A aplicação como regra dos honorários por percentuais, estabelecidos parágrafos 2º ou 3º do artigo 85 do CPC confere objetividade no arbitramento, provocando os tribunais a não fixarem honorários em valores irrisórios e, consequentemente, evitarem recursos repetitivos para tratarem da mesma matéria, isto porque, o percentual já está delimitado no CPC e exigiria do julgador apenas um balanço entre o mínimo e o máximo.
Por outro lado, os honorários por equidade estabelecidos no parágrafo 8º do artigo 85 do CPC apenas, exclusivamente, e sem margem para outro modo, devem ser aplicados quando o valor da causa for irrisório, inestimável ou o proveito econômico da causa não for compatível com o trabalho exercido, permitindo, portanto, a livre interpretação do julgador e evitando, em contraponto, que o judiciário interfira no legislativo, obedecendo a norma como estritamente posta.

Além dos Recursos Especiais Julgados na sessão, a decisão afeta também a contenção de demandas no judiciário, com a litigância desenfreada gerando uma indústria da judicialização.

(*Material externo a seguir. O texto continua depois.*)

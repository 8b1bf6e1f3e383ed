use serde::{Deserialize, Deserializer, Serialize};
use shared_types::{SerialNumber, UserId};
use strum::{Display, EnumString};

#[derive(Clone, Copy, Debug, Eq, PartialEq, Serialize, Display, EnumString)]
#[serde(rename_all = "SCREAMING_SNAKE_CASE")]
#[strum(serialize_all = "SCREAMING_SNAKE_CASE")]
pub enum Role {
    User,
    CaUser,
    Admin,
}

impl Role {
    /// Case-insensitive, `-` and `_` are interchangeable (`ca-user`, `CA_USER`)
    pub fn from_name(name: &str) -> Option<Self> {
        name.trim().to_uppercase().replace('-', "_").parse().ok()
    }
}

impl<'de> Deserialize<'de> for Role {
    fn deserialize<D>(deserializer: D) -> Result<Self, D::Error>
    where
        D: Deserializer<'de>,
    {
        let name = String::deserialize(deserializer)?;
        Self::from_name(&name)
            .ok_or_else(|| serde::de::Error::custom(format!("unknown role `{name}`")))
    }
}

#[derive(Clone, Debug, PartialEq, Serialize, Deserialize)]
#[serde(rename_all = "camelCase")]
pub struct User {
    pub id: UserId,
    pub keycloak_id: Option<String>,
    pub email: Option<String>,
    pub first_name: Option<String>,
    pub last_name: Option<String>,
    pub organization: Option<String>,
    pub role: Option<Role>,
    #[serde(default)]
    pub certificate_serial_numbers: Vec<SerialNumber>,
}

impl User {
    pub fn display_name(&self) -> String {
        match (&self.first_name, &self.last_name, &self.email) {
            (Some(first), Some(last), _) => format!("{first} {last}"),
            (_, _, Some(email)) => email.clone(),
            _ => self.id.to_string(),
        }
    }
}

#[derive(Clone, Debug, PartialEq, Serialize, Deserialize)]
#[serde(rename_all = "camelCase")]
pub struct AssignCertificateRequest {
    pub serial_number: SerialNumber,
    pub user_id: UserId,
}
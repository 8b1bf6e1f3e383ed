//! Minimal HTTP abstraction used by the identity client and the REST
//! services. The transport is swappable behind [`HttpClient`], which keeps
//! services testable with `MockHttpClient`.

pub mod authenticated;
pub mod reqwest_client;


use std::collections::HashMap;
use std::fmt;
use std::panic::Location;
use std::sync::Arc;

use itertools::Itertools;
use serde::Serialize;
use serde::de::DeserializeOwned;
use strum::Display;
use thiserror::Error;

pub(crate) const AUTHORIZATION: &str = "Authorization";
const CONTENT_TYPE: &str = "Content-Type";

#[cfg_attr(any(test, feature = "mock"), mockall::automock)]
#[async_trait::async_trait]
pub trait HttpClient: Send + Sync {
    fn get(&self, url: &str) -> RequestBuilder;
    fn post(&self, url: &str) -> RequestBuilder;
    fn put(&self, url: &str) -> RequestBuilder;

    async fn send(
        &self,
        url: &str,
        body: Option<Vec<u8>>,
        headers: Option<Headers>,
        method: Method,
    ) -> Result<Response, Error>;
}

pub type Headers = HashMap<String, String>;

#[derive(Debug, Error)]
pub enum Error {
    #[error("Transport error: {0}")]
    Transport(String),
    #[error("Invalid header: {0}")]
    InvalidHeader(String),
    #[error("JSON error: {0}")]
    Json(#[from] serde_json::Error),
    #[error("Form encoding error: {0}")]
    UrlEncode(#[from] serde_urlencoded::ser::Error),
    #[error("Not authenticated: {0}")]
    Unauthenticated(String),
}

#[derive(Copy, Clone, Debug, Eq, PartialEq, Display)]
pub enum Method {
    #[strum(serialize = "GET")]
    Get,
    #[strum(serialize = "POST")]
    Post,
    #[strum(serialize = "PUT")]
    Put,
}

#[derive(Copy, Clone, Debug, Eq, PartialEq)]
pub struct StatusCode(pub u16);

impl StatusCode {
    pub fn is_success(&self) -> bool {
        (200..300).contains(&self.0)
    }

    /// 4xx or 5xx
    pub fn is_error(&self) -> bool {
        (400..600).contains(&self.0)
    }
}

impl fmt::Display for StatusCode {
    fn fmt(&self, f: &mut fmt::Formatter<'_>) -> fmt::Result {
        write!(f, "{}", self.0)
    }
}

#[derive(Debug, Clone)]
pub struct Request {
    pub body: Option<Vec<u8>>,
    pub headers: Headers,
    pub method: Method,
    pub url: String,
}

#[derive(Debug)]
pub struct Response {
    pub body: Vec<u8>,
    pub headers: Headers,
    pub status: StatusCode,

    pub request: Request,
}

impl Response {
    /// Header lookup ignoring the case of `name`
    pub fn header_get(&self, name: &str) -> Option<&String> {
        self.headers
            .iter()
            .find_map(|(key, value)| key.eq_ignore_ascii_case(name).then_some(value))
    }

    #[track_caller]
    pub fn json<T: DeserializeOwned>(self) -> Result<T, Error> {
        serde_json::from_slice(&self.body)
            .map_err(|e| failed(Error::Json(e), Location::caller(), &self.request))
    }

    /// Body as text, invalid UTF-8 sequences replaced
    pub fn text(self) -> String {
        String::from_utf8_lossy(&self.body).into_owned()
    }
}

pub struct RequestBuilder {
    client: Arc<dyn HttpClient>,
    request: Request,
}

impl RequestBuilder {
    pub fn new(client: Arc<dyn HttpClient>, method: Method, url: &str) -> Self {
        Self {
            client,
            request: Request {
                body: None,
                headers: Headers::default(),
                method,
                url: url.to_string(),
            },
        }
    }

    pub fn bearer_auth(mut self, token: &str) -> Self {
        self.request
            .headers
            .insert(AUTHORIZATION.to_string(), format!("Bearer {token}"));
        self
    }

    #[track_caller]
    pub fn form<T: Serialize>(self, value: T) -> Result<Self, Error> {
        let location = Location::caller();

        match serde_urlencoded::to_string(value) {
            Ok(encoded) => Ok(self.with_body("application/x-www-form-urlencoded", encoded.into_bytes())),
            Err(e) => Err(failed(Error::UrlEncode(e), location, &self.request)),
        }
    }

    #[track_caller]
    pub fn json<T: Serialize>(self, value: T) -> Result<Self, Error> {
        let location = Location::caller();

        match serde_json::to_vec(&value) {
            Ok(body) => Ok(self.with_body("application/json", body)),
            Err(e) => Err(failed(Error::Json(e), location, &self.request)),
        }
    }

    #[track_caller]
    pub fn send(self) -> impl Future<Output = Result<Response, Error>> + Send {
        let location = Location::caller();

        async move {
            let Self { client, request } = self;
            let headers = (!request.headers.is_empty()).then(|| request.headers.clone());

            match client
                .send(&request.url, request.body.clone(), headers, request.method)
                .await
            {
                Ok(response) => {
                    tracing::debug!(
                        method = %request.method,
                        url = %request.url,
                        status = %response.status,
                        %location,
                        "HTTP request completed"
                    );
                    trace_exchange(&request, Some(&response));
                    Ok(response)
                }
                Err(error) => {
                    trace_exchange(&request, None);
                    Err(failed(error, location, &request))
                }
            }
        }
    }

    fn with_body(mut self, content_type: &str, body: Vec<u8>) -> Self {
        self.request
            .headers
            .insert(CONTENT_TYPE.to_string(), content_type.to_string());
        self.request.body = Some(body);
        self
    }
}

fn failed(error: Error, location: &Location, request: &Request) -> Error {
    tracing::error!(method = %request.method, url = %request.url, %error, %location, "HTTP request failed");
    error
}

fn trace_exchange(request: &Request, response: Option<&Response>) {
    if !tracing::enabled!(tracing::Level::TRACE) {
        return;
    }

    let response = match response {
        Some(response) => format!(
            "Status: {}\nHeaders:\n{}\nBody:\n{}",
            response.status,
            format_headers(&response.headers),
            format_body(Some(&response.body))
        ),
        None => "<None>".to_string(),
    };

    tracing::trace!(
        request = %format!(
            "{} {}\nHeaders:\n{}\nBody:\n{}",
            request.method,
            request.url,
            format_headers(&request.headers),
            format_body(request.body.as_deref())
        ),
        %response,
        "HTTP exchange"
    );
}

fn format_headers(headers: &Headers) -> String {
    if headers.is_empty() {
        return "<None>".to_string();
    }

    headers
        .iter()
        .sorted()
        .map(|(name, value)| match name.eq_ignore_ascii_case(AUTHORIZATION) {
            true => format!("{name}: <redacted>"),
            false => format!("{name}: {value}"),
        })
        .join("\n")
}

fn format_body(body: Option<&[u8]>) -> String {
    match body.map(std::str::from_utf8) {
        None => "<None>".to_string(),
        Some(Ok(text)) => text.to_string(),
        Some(Err(_)) => format!("<{} bytes>", body.map(<[u8]>::len).unwrap_or_default()),
    }
}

Exige, que o advogado(a) junto com seu cliente — autor(a) da ação, estude os riscos que porventura venham a sofrer caso o seu pedido não seja julgado procedente, evitando a desproporcionalidade, e ao mesmo passo, exigindo pedidos mais centrados, possíveis e coesos, preservando o sistema da justiça e exercendo como caráter preventivo um papel sancionador.
É comum nas causas de Direito Civil e Direito do Consumidor, matérias com grande demanda na Justiça Estadual no ano de 2021, segundo o CNJ (vide quadro acima), o arbitramento de honorários sucumbenciais ser por equidade quando o autor(a) da ação é o vencido e, em contrapartida, o arbitramento de honorários percentuais, obedecendo os parágrafos 2º ou 3º do artigo 85 do CPC, quando é o vencedor.

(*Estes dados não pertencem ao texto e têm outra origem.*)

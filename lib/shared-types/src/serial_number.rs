use std::convert::Infallible;
use std::str::FromStr;

use serde::{Deserialize, Serialize};

use crate::macros::{impl_display, impl_from, impl_into};

/// Certificate serial number as assigned by the backend
#[derive(Debug, Clone, Default, Eq, PartialEq, Hash, Serialize, Deserialize)]
#[serde(transparent)]
#[repr(transparent)]
pub struct SerialNumber(String);

impl SerialNumber {
    pub fn as_str(&self) -> &str {
        &self.0
    }
}

impl FromStr for SerialNumber {
    type Err = Infallible;

    fn from_str(s: &str) -> Result<Self, Self::Err> {
        Ok(Self(s.trim().to_owned()))
    }
}

impl From<&str> for SerialNumber {
    fn from(value: &str) -> Self {
        Self(value.to_owned())
    }
}

impl PartialEq<str> for SerialNumber {
    fn eq(&self, other: &str) -> bool {
        self.0 == other
    }
}

impl_from!(SerialNumber; String);
impl_into!(SerialNumber; String);
impl_display!(SerialNumber);
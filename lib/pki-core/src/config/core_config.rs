use std::path::Path;

use figment::Figment;
#[cfg(feature = "config_env")]
use figment::providers::Env;
#[cfg(feature = "config_json")]
use figment::providers::Json;
#[cfg(feature = "config_yaml")]
use figment::providers::Yaml;
use figment::providers::{Data, Format};
use serde::de::DeserializeOwned;
use serde::{Deserialize, Serialize};
use url::Url;

use super::ConfigParsingError;

const ENV_PREFIX: &str = "PKI_";

#[derive(Debug, Default, Clone, PartialEq, Serialize, Deserialize)]
pub struct NoCustomConfig;

#[derive(Debug, Default, Clone, PartialEq, Serialize, Deserialize)]
#[serde(rename_all = "camelCase")]
struct AppCustomConfigSerdeDTO<Custom> {
    #[serde(default)]
    pub(super) app: Custom,
}

#[derive(Debug, Clone, PartialEq, Serialize)]
#[serde(rename_all = "camelCase")]
pub struct AppConfig<Custom> {
    pub core: CoreConfig,
    pub app: Custom,
}

#[derive(Debug, Clone, PartialEq, Serialize, Deserialize)]
#[serde(rename_all = "camelCase")]
pub struct CoreConfig {
    pub api: ApiConfig,
    pub identity: IdentityConfig,
}

/// Location of the backend REST API
#[derive(Debug, Clone, PartialEq, Serialize, Deserialize)]
#[serde(rename_all = "camelCase")]
pub struct ApiConfig {
    /// Base of all REST paths, e.g. `http://localhost:8080/api/v1`
    pub base_url: Url,
    /// CRL distribution endpoint, served outside the versioned API
    #[serde(default)]
    pub crl_url: Option<Url>,
}

/// Keycloak realm the client authenticates against
#[derive(Debug, Clone, PartialEq, Serialize, Deserialize)]
#[serde(rename_all = "camelCase")]
pub struct IdentityConfig {
    pub url: Url,
    pub realm: String,
    pub client_id: String,
}

pub enum InputFormat {
    #[cfg(feature = "config_yaml")]
    Yaml(Data<Yaml>),
    #[cfg(feature = "config_json")]
    Json(Data<Json>),
}

impl InputFormat {
    #[cfg(feature = "config_yaml")]
    pub fn yaml_file(p: impl AsRef<Path>) -> InputFormat {
        InputFormat::Yaml(Yaml::file(p))
    }

    #[cfg(feature = "config_yaml")]
    pub fn yaml_str(s: impl AsRef<str>) -> InputFormat {
        InputFormat::Yaml(Yaml::string(s.as_ref()))
    }

    #[cfg(feature = "config_json")]
    pub fn json_file(p: impl AsRef<Path>) -> InputFormat {
        InputFormat::Json(Json::file(p))
    }

    #[cfg(feature = "config_json")]
    pub fn json_str(s: impl AsRef<str>) -> InputFormat {
        InputFormat::Json(Json::string(s.as_ref()))
    }
}

impl<Custom> AppConfig<Custom>
where
    Custom: Serialize + DeserializeOwned + Default,
{
    pub fn from_files(files: &[impl AsRef<Path>]) -> Result<Self, ConfigParsingError> {
        let mut inputs: Vec<InputFormat> = Vec::with_capacity(files.len());

        for path in files {
            let path = path.as_ref();
            let extension = path
                .extension()
                .and_then(|extension| extension.to_str())
                .unwrap_or_default();

            match extension {
                #[cfg(feature = "config_yaml")]
                "yml" | "yaml" => inputs.push(InputFormat::yaml_file(path)),
                #[cfg(feature = "config_json")]
                "json" => inputs.push(InputFormat::json_file(path)),
                _ => {
                    return Err(ConfigParsingError::UnsupportedFile(
                        path.display().to_string(),
                    ));
                }
            }
        }

        Self::parse(inputs)
    }

    #[cfg(feature = "config_yaml")]
    pub fn from_yaml(
        configs: impl IntoIterator<Item = impl AsRef<str>>,
    ) -> Result<Self, ConfigParsingError> {
        let inputs = configs.into_iter().map(InputFormat::yaml_str);

        Self::parse(inputs)
    }

    pub fn parse(inputs: impl IntoIterator<Item = InputFormat>) -> Result<Self, ConfigParsingError> {
        let mut figment = Figment::new();

        for data in inputs {
            figment = match data {
                #[cfg(feature = "config_yaml")]
                InputFormat::Yaml(content) => figment.merge(content),
                #[cfg(feature = "config_json")]
                InputFormat::Json(content) => figment.merge(content),
            };
        }

        #[cfg(feature = "config_env")]
        {
            figment = figment.merge(Env::prefixed(ENV_PREFIX).split("__").lowercase(false));
        }

        let core = figment
            .extract::<CoreConfig>()
            .map_err(|e| ConfigParsingError::GeneralParsingError(e.to_string()))?;
        let custom = figment
            .extract::<AppCustomConfigSerdeDTO<Custom>>()
            .map_err(|e| ConfigParsingError::GeneralParsingError(e.to_string()))?;

        Ok(Self {
            core,
            app: custom.app,
        })
    }
}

A pacificação da matéria julgada no Tema Repetitivo 1.076 do STJ visa justamente evitar essa desproporcionalidade no arbitramento dos honorários, até porque a hipossuficiência relatada no artigo 6º, VIII do CDC, é meramente técnica,quando o consumidor não consegue comprovar eventual defeito no produto ou serviço adquirido, por exemplo, o que não se confunde com a hipossuficiência financeira, podendo arcar com os honorários em percentuais parágrafos 2º ou 3º do artigo 85 do CPC, sobre tudo quando o produto ou serviço adquirido é de quantia expressiva.
Se é verdade que a verba advocatícia é devida pelo vencido ao advogado do vencedor na proporção do trabalhado efetivamente exercido, não é menos verdade que a recíproca também deve ser verdadeira quando ocorre sucumbência mútua, devendo o vencedor, agora na qualidade de vencido em parte dos seus pedidos, arcar com honorários sucumbenciais também arbitrados em percentuais, considerando que ambos os advogados trabalharam na mesma proporção de grau, complexidade e tempo no mesmo processo.
Toda regra tem sua exceção, mas esta exceção deve ser apenas uma fração do todo — ainda que não se possa prevê todas as exceções —, deve ser conduzida por determinados parâmetros para que não haja desproporcionalidade na decisão do julgador a quem se atribui o poder de superar a regra, excepcionalmente.
A delimitação da norma já posta busca uma interpretação conforme do artigo 85 do CPC, atendendo os fins sociais, as exigências do bem comum e a dignidade da pessoa humana, sem que seja um escudo para acesso ao judiciário, mas que também não seja brecha para a litigância predatória que muito se ver atualmente.